RECORDS SUPPLIED »

---

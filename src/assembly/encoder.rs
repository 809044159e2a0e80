//! Deterministic encoding of instruction streams into CIL method body bytes.
//!
//! The encoder is the bridge between the index-based [`InstructionStream`] and the byte
//! layout a runtime would execute: instruction offsets are computed from encoded sizes,
//! branch operands become relative byte offsets, and exception regions become fat EH
//! clauses. String literals are interned into a per-body user string list and referenced
//! through `0x70` tokens.
//!
//! Encoding the same stream always yields the same bytes, which makes the SHA-1
//! [`Fingerprint`] of a body a cheap identity check for installed patches.
//!
//! # Layout
//!
//! ```text
//! fat header (12 bytes) | code | pad to 4 | EH section header (4 bytes) | clauses (24 bytes each)
//! ```

use std::{collections::HashMap, fmt, sync::Arc};

use sha1::{Digest, Sha1};

use crate::{
    assembly::{Immediate, Instruction, InstructionStream, Operand, OperandType, RegionKind},
    metadata::token::Token,
    Result,
};

/// Header flag: fat format
const FAT_FORMAT: u16 = 0x3;
/// Header flag: extra data sections follow the code
const MORE_SECTS: u16 = 0x8;
/// Header flag: zero-initialize locals
const INIT_LOCALS: u16 = 0x10;
/// Header size in dwords, stored in the top nibble
const FAT_HEADER_DWORDS: u16 = 3;
/// Section flag: exception table
const SECTION_EHTABLE: u8 = 0x1;
/// Section flag: fat clauses
const SECTION_FAT_FORMAT: u8 = 0x40;
/// Table id of stand-alone signatures (local variable signatures)
const STANDALONE_SIG: u8 = 0x11;
/// Size of one fat EH clause
const FAT_CLAUSE_SIZE: usize = 24;

/// An encoded method body.
#[derive(Debug, Clone, PartialEq, Eq)]
pub struct EncodedBody {
    /// Header, code and exception section
    pub bytes: Vec<u8>,
    /// Interned user strings, token row `n` is `strings[n - 1]`
    pub strings: Vec<Arc<str>>,
    /// Byte offset of every instruction relative to the start of the code, plus the code
    /// size as the final entry
    pub offsets: Vec<u32>,
}

impl EncodedBody {
    /// SHA-1 over the body bytes and the interned strings.
    #[must_use]
    pub fn fingerprint(&self) -> Fingerprint {
        let mut hasher = Sha1::new();
        hasher.update(&self.bytes);
        for string in &self.strings {
            hasher.update((string.len() as u64).to_le_bytes());
            hasher.update(string.as_bytes());
        }
        let digest = hasher.finalize();

        let mut out = [0u8; 20];
        out.copy_from_slice(digest.as_slice());
        Fingerprint(out)
    }

    /// Size of the code section in bytes.
    #[must_use]
    pub fn code_size(&self) -> u32 {
        self.offsets.last().copied().unwrap_or(0)
    }
}

/// SHA-1 identity of an encoded method body.
#[derive(Clone, Copy, PartialEq, Eq, Hash)]
pub struct Fingerprint(pub [u8; 20]);

impl fmt::Display for Fingerprint {
    fn fmt(&self, f: &mut fmt::Formatter<'_>) -> fmt::Result {
        for byte in &self.0 {
            write!(f, "{byte:02x}")?;
        }
        Ok(())
    }
}

impl fmt::Debug for Fingerprint {
    fn fmt(&self, f: &mut fmt::Formatter<'_>) -> fmt::Result {
        write!(f, "Fingerprint({self})")
    }
}

#[derive(Default)]
struct StringHeap {
    strings: Vec<Arc<str>>,
    index: HashMap<Arc<str>, u32>,
}

impl StringHeap {
    fn intern(&mut self, value: &Arc<str>) -> Result<Token> {
        if let Some(row) = self.index.get(value) {
            return Ok(Token::from_parts(Token::USER_STRING, *row));
        }
        let row = u32::try_from(self.strings.len() + 1)
            .map_err(|_| malformed_error!("User string heap exceeds u32 range"))?;
        self.strings.push(value.clone());
        self.index.insert(value.clone(), row);
        Ok(Token::from_parts(Token::USER_STRING, row))
    }
}

fn write_u16(out: &mut Vec<u8>, value: u16) {
    out.extend_from_slice(&value.to_le_bytes());
}

fn write_u32(out: &mut Vec<u8>, value: u32) {
    out.extend_from_slice(&value.to_le_bytes());
}

/// Computes instruction byte offsets. The final entry is the code size.
fn layout(stream: &InstructionStream) -> Result<Vec<u32>> {
    let mut offsets = Vec::with_capacity(stream.len() + 1);
    let mut position = 0u32;
    for instruction in &stream.instructions {
        offsets.push(position);
        let size = u32::try_from(instruction.size())
            .map_err(|_| malformed_error!("Instruction size exceeds u32 range"))?;
        position = position
            .checked_add(size)
            .ok_or_else(|| malformed_error!("Code size exceeds u32 range"))?;
    }
    offsets.push(position);
    Ok(offsets)
}

fn relative(offsets: &[u32], target: usize, next: u32) -> Result<i32> {
    let target = *offsets
        .get(target)
        .ok_or_else(|| malformed_error!("Branch target {} out of range", target))?;
    let target = i64::from(target);
    i32::try_from(target - i64::from(next))
        .map_err(|_| malformed_error!("Branch displacement exceeds i32 range"))
}

fn encode_instruction(
    out: &mut Vec<u8>,
    instruction: &Instruction,
    index: usize,
    offsets: &[u32],
    heap: &mut StringHeap,
) -> Result<()> {
    if instruction.prefix != 0 {
        out.push(instruction.prefix);
    }
    out.push(instruction.opcode);

    let next = offsets[index + 1];
    match (&instruction.operand, instruction.info().operand) {
        (Operand::None, _) => {}
        (Operand::Immediate(imm), _) => match imm {
            Immediate::Int8(v) => out.extend_from_slice(&v.to_le_bytes()),
            Immediate::Int32(v) => out.extend_from_slice(&v.to_le_bytes()),
            Immediate::Int64(v) => out.extend_from_slice(&v.to_le_bytes()),
            Immediate::Float64(v) => out.extend_from_slice(&v.to_le_bytes()),
        },
        (Operand::Target(target), OperandType::ShortBranch) => {
            let displacement = relative(offsets, *target, next)?;
            let short = i8::try_from(displacement).map_err(|_| {
                malformed_error!(
                    "Short branch {} at {} cannot reach {} ({} bytes)",
                    instruction.mnemonic,
                    index,
                    target,
                    displacement
                )
            })?;
            out.extend_from_slice(&short.to_le_bytes());
        }
        (Operand::Target(target), _) => {
            let displacement = relative(offsets, *target, next)?;
            out.extend_from_slice(&displacement.to_le_bytes());
        }
        (Operand::Switch(targets), _) => {
            let count = u32::try_from(targets.len())
                .map_err(|_| malformed_error!("Switch table exceeds u32 range"))?;
            write_u32(out, count);
            for target in targets {
                let displacement = relative(offsets, *target, next)?;
                out.extend_from_slice(&displacement.to_le_bytes());
            }
        }
        (Operand::Local(index), _) | (Operand::Argument(index), _) => {
            let short = u8::try_from(*index)
                .map_err(|_| malformed_error!("Index {} exceeds short form", index))?;
            out.push(short);
        }
        (Operand::Method(method), _) => write_u32(out, method.token.value()),
        (Operand::Type(token), _) => write_u32(out, token.value()),
        (Operand::String(value), _) => write_u32(out, heap.intern(value)?.value()),
    }
    Ok(())
}

/// Encodes `stream` into a fat method body.
///
/// # Errors
/// Returns [`crate::Error::Malformed`] for short branches that cannot reach their target
/// and for bodies exceeding the 32-bit offset range.
///
/// # Examples
///
/// ```rust
/// use dotpatch::assembly::{encode, StreamBuilder, InstructionEmitter};
///
/// let mut b = StreamBuilder::new();
/// b.ldstr("hello")?.pop()?.ret()?;
/// let body = encode(&b.build(0, false)?)?;
///
/// assert_eq!(body.code_size(), 7);
/// assert_eq!(body.strings.len(), 1);
/// # Ok::<(), dotpatch::Error>(())
/// ```
pub fn encode(stream: &InstructionStream) -> Result<EncodedBody> {
    let offsets = layout(stream)?;
    let code_size = offsets.last().copied().unwrap_or(0);
    let mut heap = StringHeap::default();

    let mut flags = FAT_FORMAT | (FAT_HEADER_DWORDS << 12);
    if !stream.regions.is_empty() {
        flags |= MORE_SECTS;
    }
    if stream.local_count > 0 {
        flags |= INIT_LOCALS;
    }
    let locals_token = if stream.local_count > 0 {
        Token::from_parts(STANDALONE_SIG, u32::from(stream.local_count))
    } else {
        Token::new(0)
    };

    let mut out = Vec::with_capacity(12 + code_size as usize);
    write_u16(&mut out, flags);
    write_u16(&mut out, stream.max_stack);
    write_u32(&mut out, code_size);
    write_u32(&mut out, locals_token.value());

    for (index, instruction) in stream.instructions.iter().enumerate() {
        encode_instruction(&mut out, instruction, index, &offsets, &mut heap)?;
    }

    if !stream.regions.is_empty() {
        while out.len() % 4 != 0 {
            out.push(0);
        }

        let data_size = 4 + FAT_CLAUSE_SIZE * stream.regions.len();
        if data_size > 0x00FF_FFFF {
            return Err(malformed_error!("Too many exception clauses"));
        }
        out.push(SECTION_EHTABLE | SECTION_FAT_FORMAT);
        #[allow(clippy::cast_possible_truncation)]
        out.extend_from_slice(&(data_size as u32).to_le_bytes()[..3]);

        let at = |index: usize| -> Result<u32> {
            offsets
                .get(index)
                .copied()
                .ok_or_else(|| malformed_error!("Region boundary {} out of range", index))
        };

        for region in &stream.regions {
            let try_offset = at(region.try_start)?;
            let handler_offset = at(region.handler_start)?;
            write_u32(&mut out, region.flags().bits());
            write_u32(&mut out, try_offset);
            write_u32(&mut out, at(region.try_end)? - try_offset);
            write_u32(&mut out, handler_offset);
            write_u32(&mut out, at(region.handler_end)? - handler_offset);
            let extra = match region.kind {
                RegionKind::Catch(token) => token.value(),
                RegionKind::Filter { filter_start } => at(filter_start)?,
                _ => 0,
            };
            write_u32(&mut out, extra);
        }
    }

    Ok(EncodedBody {
        bytes: out,
        strings: heap.strings,
        offsets,
    })
}

/// Encodes `stream` and returns its fingerprint.
///
/// # Errors
/// See [`encode`].
pub fn fingerprint(stream: &InstructionStream) -> Result<Fingerprint> {
    Ok(encode(stream)?.fingerprint())
}

#[cfg(test)]
mod tests {
    use super::*;
    use crate::{
        assembly::{InstructionEmitter, StreamBuilder},
        Error,
    };

    #[test]
    fn header_and_code() {
        let mut b = StreamBuilder::new();
        b.ldarg(0).unwrap().ret().unwrap();
        let body = encode(&b.build(1, true).unwrap()).unwrap();

        assert_eq!(&body.bytes[0..2], &0x3003u16.to_le_bytes());
        assert_eq!(&body.bytes[2..4], &1u16.to_le_bytes());
        assert_eq!(&body.bytes[4..8], &2u32.to_le_bytes());
        assert_eq!(&body.bytes[12..], &[0x02, 0x2A]);
        assert_eq!(body.offsets, vec![0, 1, 2]);
    }

    #[test]
    fn branch_displacements() {
        let mut b = StreamBuilder::new();
        let end = b.label();
        b.ldarg(0).unwrap();
        b.branch("brfalse.s", end).unwrap();
        b.op("nop").unwrap();
        b.mark(end).unwrap();
        b.ret().unwrap();
        let body = encode(&b.build(1, false).unwrap()).unwrap();

        // ldarg.0 | brfalse.s +1 | nop | ret
        assert_eq!(&body.bytes[12..], &[0x02, 0x2C, 0x01, 0x00, 0x2A]);
    }

    #[test]
    fn code_size_counts_short_forms() {
        let mut b = StreamBuilder::new();
        let end = b.label();
        b.ldarg(0).unwrap();
        b.branch("brtrue.s", end).unwrap();
        b.ldc_i4(0).unwrap().ret().unwrap();
        b.mark(end).unwrap();
        b.ldc_i4(1).unwrap().ret().unwrap();
        let body = encode(&b.build(1, true).unwrap()).unwrap();

        // ldarg.0 | brtrue.s +2 | ldc.i4.0 | ret | ldc.i4.1 | ret
        assert_eq!(body.code_size(), 7);
        assert_eq!(body.offsets, vec![0, 1, 3, 4, 5, 6, 7]);
        assert_eq!(&body.bytes[12..], &[0x02, 0x2D, 0x02, 0x16, 0x2A, 0x17, 0x2A]);
    }

    #[test]
    fn backward_long_branch() {
        let mut b = StreamBuilder::new();
        let top = b.here();
        b.op("nop").unwrap();
        b.branch("br", top).unwrap();
        let stream = b.build(0, false);
        // an infinite loop has no ret, but it never falls off the end either
        let body = encode(&stream.unwrap()).unwrap();
        assert_eq!(&body.bytes[13..18], &[0x38, 0xFA, 0xFF, 0xFF, 0xFF]);
    }

    #[test]
    fn short_branch_out_of_range() {
        let mut b = StreamBuilder::new();
        let end = b.label();
        b.branch("br.s", end).unwrap();
        for _ in 0..200 {
            b.op("nop").unwrap();
        }
        b.mark(end).unwrap();
        b.ret().unwrap();
        let stream = b.build(0, false).unwrap();
        assert!(matches!(encode(&stream), Err(Error::Malformed { .. })));
    }

    #[test]
    fn strings_are_interned() {
        let mut b = StreamBuilder::new();
        b.ldstr("a").unwrap().pop().unwrap();
        b.ldstr("b").unwrap().pop().unwrap();
        b.ldstr("a").unwrap().pop().unwrap();
        b.ret().unwrap();
        let body = encode(&b.build(0, false).unwrap()).unwrap();
        assert_eq!(body.strings.len(), 2);
        assert_eq!(&body.bytes[13..17], &0x7000_0001u32.to_le_bytes());
        assert_eq!(&body.bytes[19..23], &0x7000_0002u32.to_le_bytes());
        assert_eq!(&body.bytes[25..29], &0x7000_0001u32.to_le_bytes());
    }

    #[test]
    fn exception_section() {
        let mut b = StreamBuilder::new();
        let try_start = b.here();
        let exit = b.label();
        b.op("nop").unwrap();
        b.branch("leave.s", exit).unwrap();
        let handler = b.here();
        b.op("endfinally").unwrap();
        let handler_end = b.here();
        b.mark(exit).unwrap();
        b.ret().unwrap();
        b.protect(RegionKind::Finally, (try_start, handler), (handler, handler_end));
        let body = encode(&b.build(0, false).unwrap()).unwrap();

        // code: nop, leave.s, endfinally, ret = 5 bytes at 12..17, padded to 20
        let flags = u16::from_le_bytes([body.bytes[0], body.bytes[1]]);
        assert_eq!(flags & MORE_SECTS, MORE_SECTS);
        let section = &body.bytes[20..];
        assert_eq!(section[0], 0x41);
        assert_eq!(&section[1..4], &[28, 0, 0]);
        let clause = &section[4..];
        assert_eq!(&clause[0..4], &2u32.to_le_bytes());
        assert_eq!(&clause[4..8], &0u32.to_le_bytes());
        assert_eq!(&clause[8..12], &3u32.to_le_bytes());
        assert_eq!(&clause[12..16], &3u32.to_le_bytes());
        assert_eq!(&clause[16..20], &1u32.to_le_bytes());
    }

    #[test]
    fn fingerprint_tracks_content() {
        let build = |value: &str| {
            let mut b = StreamBuilder::new();
            b.ldstr(value).unwrap().pop().unwrap().ret().unwrap();
            b.build(0, false).unwrap()
        };
        let a = fingerprint(&build("x")).unwrap();
        assert_eq!(a, fingerprint(&build("x")).unwrap());
        assert_ne!(a, fingerprint(&build("y")).unwrap());
        assert_eq!(format!("{a}").len(), 40);
    }
}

---

Of the entries above, repeat exactly the lines from the line with "if data_size >" through the line with "write_u32(&mut out, region.flags().bits());", both of them included.

WRITTEN ANSWER »
        if data_size > 0x00FF_FFFF {
            return Err(malformed_error!("Too many exception clauses"));
        }
        out.push(SECTION_EHTABLE | SECTION_FAT_FORMAT);
        #[allow(clippy::cast_possible_truncation)]
        out.extend_from_slice(&(data_size as u32).to_le_bytes()[..3]);

        let at = |index: usize| -> Result<u32> {
            offsets
                .get(index)
                .copied()
                .ok_or_else(|| malformed_error!("Region boundary {} out of range", index))
        };

        for region in &stream.regions {
            let try_offset = at(region.try_start)?;
            let handler_offset = at(region.handler_start)?;
            write_u32(&mut out, region.flags().bits());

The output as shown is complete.